ADM rules

McAfee ADM is a series of network appliances powered by the ICE Deep Packet Inspection (DPI) Engine.

The ICE Engine is a software library and collection of protocol and content plug-in modules that can identify and extract content from raw network traffic in real time. It can fully reassemble and decode application level content, transforming cryptic network packet streams into easily readable content as if it were being read from a local file.

The ICE engine is capable of automatically identifying protocols and content types without the need to rely on fixed TCP port numbers or file extensions. ICE engine does not rely on signatures to perform its analysis and decoding, instead its modules implement full parsers for each protocol or content type. This results in extremely accurate identification and decoding of content and allows content to be identified and extracted even when that content is compressed or otherwise encoded and, therefore, doesn’t pass over the network in clear text.

As a result of this highly accurate identification and decoding, the ICE engine is able to offer a uniquely deep view of network traffic. For example, the ICE engine could receive a PDF document stream that traversed the network inside a .zip file, as a BASE-64 encoded attachment to an SMTP email from a SOCKS proxy server.

This application and document-awareness allow the ADM to provide invaluable security context. It can detect threats that can't be easily detected by a traditional IDS or Nitro IPS, such as:

  • Leak of sensitive information and documents or communication policy violations.
  • Unauthorized application traffic (for example, who’s using Gnutella?).
  • Applications being used in unexpected ways (for example, HTTPS on non-standard port).
  • Potentially malicious documents (for example, document does not match its extension).

  • New generation of exploits (for example, PDF document with an embedded executable).

The ADM also detects malicious traffic patterns by detecting anomalies in application and transport protocols (for example, an RPC connection is malformed or TCP destination port is 0).
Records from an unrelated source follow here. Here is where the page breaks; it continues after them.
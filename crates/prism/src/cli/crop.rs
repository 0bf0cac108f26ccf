//! The `prism crop` command.
//!
//! Without `--area` the crop is planned around detected faces and objects.
//! `--offset` nudges the planned box; `--plan` prints the plan and stops.

use std::path::PathBuf;
use std::sync::Arc;

use anyhow::{anyhow, bail};
use clap::Args;
use prism_core::crop::{AspectRatio, CropArea};
use prism_core::output::to_json;
use prism_core::{Config, Operation, ProcessOptions, SmartCropResult};

use super::common::{engine, require_file, run_single, CropFlags, EncodeArgs, OutputArgs};

/// Arguments for the `crop` command.
#[derive(Args, Debug)]
pub struct CropArgs {
    /// Image file to crop
    #[arg(required = true)]
    pub input: PathBuf,

    #[command(flatten)]
    pub crop: CropFlags,

    /// Explicit crop box as x,y,width,height (skips subject detection)
    #[arg(long, conflicts_with = "aspect")]
    pub area: Option<String>,

    /// Move the planned box by dx,dy pixels
    #[arg(long, allow_hyphen_values = true, conflicts_with = "area")]
    pub offset: Option<String>,

    /// Print the crop plan as JSON without writing an image
    #[arg(long)]
    pub plan: bool,

    #[command(flatten)]
    pub encode: EncodeArgs,

    #[command(flatten)]
    pub output: OutputArgs,
}

fn parse_numbers<const N: usize>(text: &str, what: &str) -> anyhow::Result<[f64; N]> {
    let values = text
        .split(',')
        .map(|part| part.trim().parse::<f64>())
        .collect::<Result<Vec<_>, _>>()
        .map_err(|e| anyhow!("Invalid {what} '{text}': {e}"))?;
    values
        .try_into()
        .map_err(|_| anyhow!("Invalid {what} '{text}': expected {N} comma-separated numbers"))
}

pub fn parse_area(text: &str) -> anyhow::Result<CropArea> {
    let [x, y, width, height] = parse_numbers::<4>(text, "area")?;
    if width <= 0.0 || height <= 0.0 {
        bail!("Crop area must have a positive width and height");
    }
    Ok(CropArea::new(x, y, width, height))
}

pub fn parse_offset(text: &str) -> anyhow::Result<(f64, f64)> {
    let [dx, dy] = parse_numbers::<2>(text, "offset")?;
    Ok((dx, dy))
}

pub async fn execute(args: CropArgs, config: Config) -> anyhow::Result<()> {
    let shape = args.crop.shape()?;
    let aspect = args.crop.aspect()?;
    let encode = args.encode.to_options(&config)?;

    let operation = if let Some(area) = args.area.as_deref() {
        Operation::Crop {
            area: parse_area(area)?,
            shape,
        }
    } else if args.plan || args.offset.is_some() {
        let offset = args.offset.as_deref().map(parse_offset).transpose()?;
        let (plan, area) = plan_crop(&config, &args.input, aspect, offset).await?;
        if args.plan {
            println!("{}", to_json(&plan, true)?);
            return Ok(());
        }
        Operation::Crop { area, shape }
    } else {
        Operation::SmartCrop { aspect, shape }
    };

    let options = ProcessOptions {
        operations: vec![operation],
        encode,
    };
    run_single(config, &args.input, options, &args.output).await
}

/// Plan a crop for `input`, optionally repositioned by `offset`.
async fn plan_crop(
    config: &Config,
    input: &std::path::Path,
    aspect: AspectRatio,
    offset: Option<(f64, f64)>,
) -> anyhow::Result<(SmartCropResult, CropArea)> {
    let input = require_file(input)?;
    let processor = Arc::clone(engine(config.clone()).processor());

    let planned = tokio::task::spawn_blocking(move || -> anyhow::Result<_> {
        let bytes = std::fs::read(&input)?;
        let name = input
            .file_name()
            .map(|n| n.to_string_lossy().into_owned())
            .unwrap_or_default();
        let image = processor.decode(&name, &bytes)?;
        let plan = processor.plan_crop(&image, aspect);
        let area = match offset {
            Some((dx, dy)) => processor
                .planner()
                .reposition(&plan.crop_area, dx, dy, image.width, image.height),
            None => plan.crop_area,
        };
        Ok((plan, area))
    })
    .await??;

    tracing::debug!("Planned crop {:?} (confidence {:.2})", planned.1, planned.0.confidence);
    Ok(planned)
}

#[cfg(test)]
mod tests {
    use super::*;

    #[test]
    fn parse_area_accepts_four_numbers() {
        let area = parse_area("10, 20, 300.5, 200").unwrap();
        assert_eq!(area, CropArea::new(10.0, 20.0, 300.5, 200.0));
    }

    #[test]
    fn parse_area_rejects_bad_input() {
        assert!(parse_area("10,20,300").is_err());
        assert!(parse_area("a,b,c,d").is_err());
        assert!(parse_area("0,0,0,10").is_err());
    }

    #[test]
    fn parse_offset_allows_negative() {
        assert_eq!(parse_offset("-15,40").unwrap(), (-15.0, 40.0));
        assert!(parse_offset("5").is_err());
    }
}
Supported applications and protocols

There are more than 500 supported applications and protocols in which ADM can monitor, decode, and detect anomalies. Here is a sample list:

  • Low-level network protocols — TCP/IP, UDP, RTP, RPC, SOCKS, DNS, and others

  • Email — MAPI, NNTP, POP3, SMTP, Microsoft Exchange

  • Chat — MSN, AIM/Oscar, Yahoo, Jabber, IRC

  • Webmail — AOL Webmail, Hotmail, Yahoo! Mail, Gmail, Facebook, and MySpace email

  • P2P — Gnutella, bitTorrent

  • Shell — SSH (detection only), Telnet

  • Instant messaging — AOL,ICQ, Jabber, MSN, SIP, and Yahoo

  • File transfer protocols — FTP, HTTP, SMB, and SSL

  • Compression and extraction protocols — BASE64, GZIP, MIME, TAR, ZIP, and others

  • Archive files — RAR Archives, ZIP, BZIP, GZIP, Binhex, and UU-encoded archives

  • Installation packages — Linux packages, InstallShield cabinets, Microsoft cabinets

  • Image files — GIFs, JPEGs, PNGs, TIFFs, AutoCAD, Photoshop, Bitmaps, Visio, Digital RAW, and Windows icons

  • Audio files — WAV, MIDI, RealAudio, Dolby Digital AC-3, MP3, MP4, MOD, RealAudio, SHOUTCast, and more

  • Video files — AVI, Flash, QuickTime, Real Media, MPEG-4 , Vivo, Digital Video (DV), Motion JPEG, and more

  • Other applications and files — Databases, spreadsheets, faxes, web applications, fonts, executable files, Microsoft Office applications, games, and even software development tools

  • Other protocols — Network printer, shell access, VoIP, and peer-to-peer

Key concepts

Key to understanding how ADM works is an awareness of the following concepts:

  • Object — An object is an individual item of content. An email is an object but also an object container since it has a message body (or two) and attachments. An HTML page is an object which may contain additional objects such as images. A .zip file and each file within the .zip file are all objects. ADM unpacks the container and treats each object inside as its own object.

  • Transaction — A transaction is a wrapper around the transfer of an object (content). A transaction contains at least one object; however, if that object is a container, like a .zip file, then the single transaction might contain several objects.

  • Flow — A flow is the TCP or UDP network connection. A flow might contain many transactions.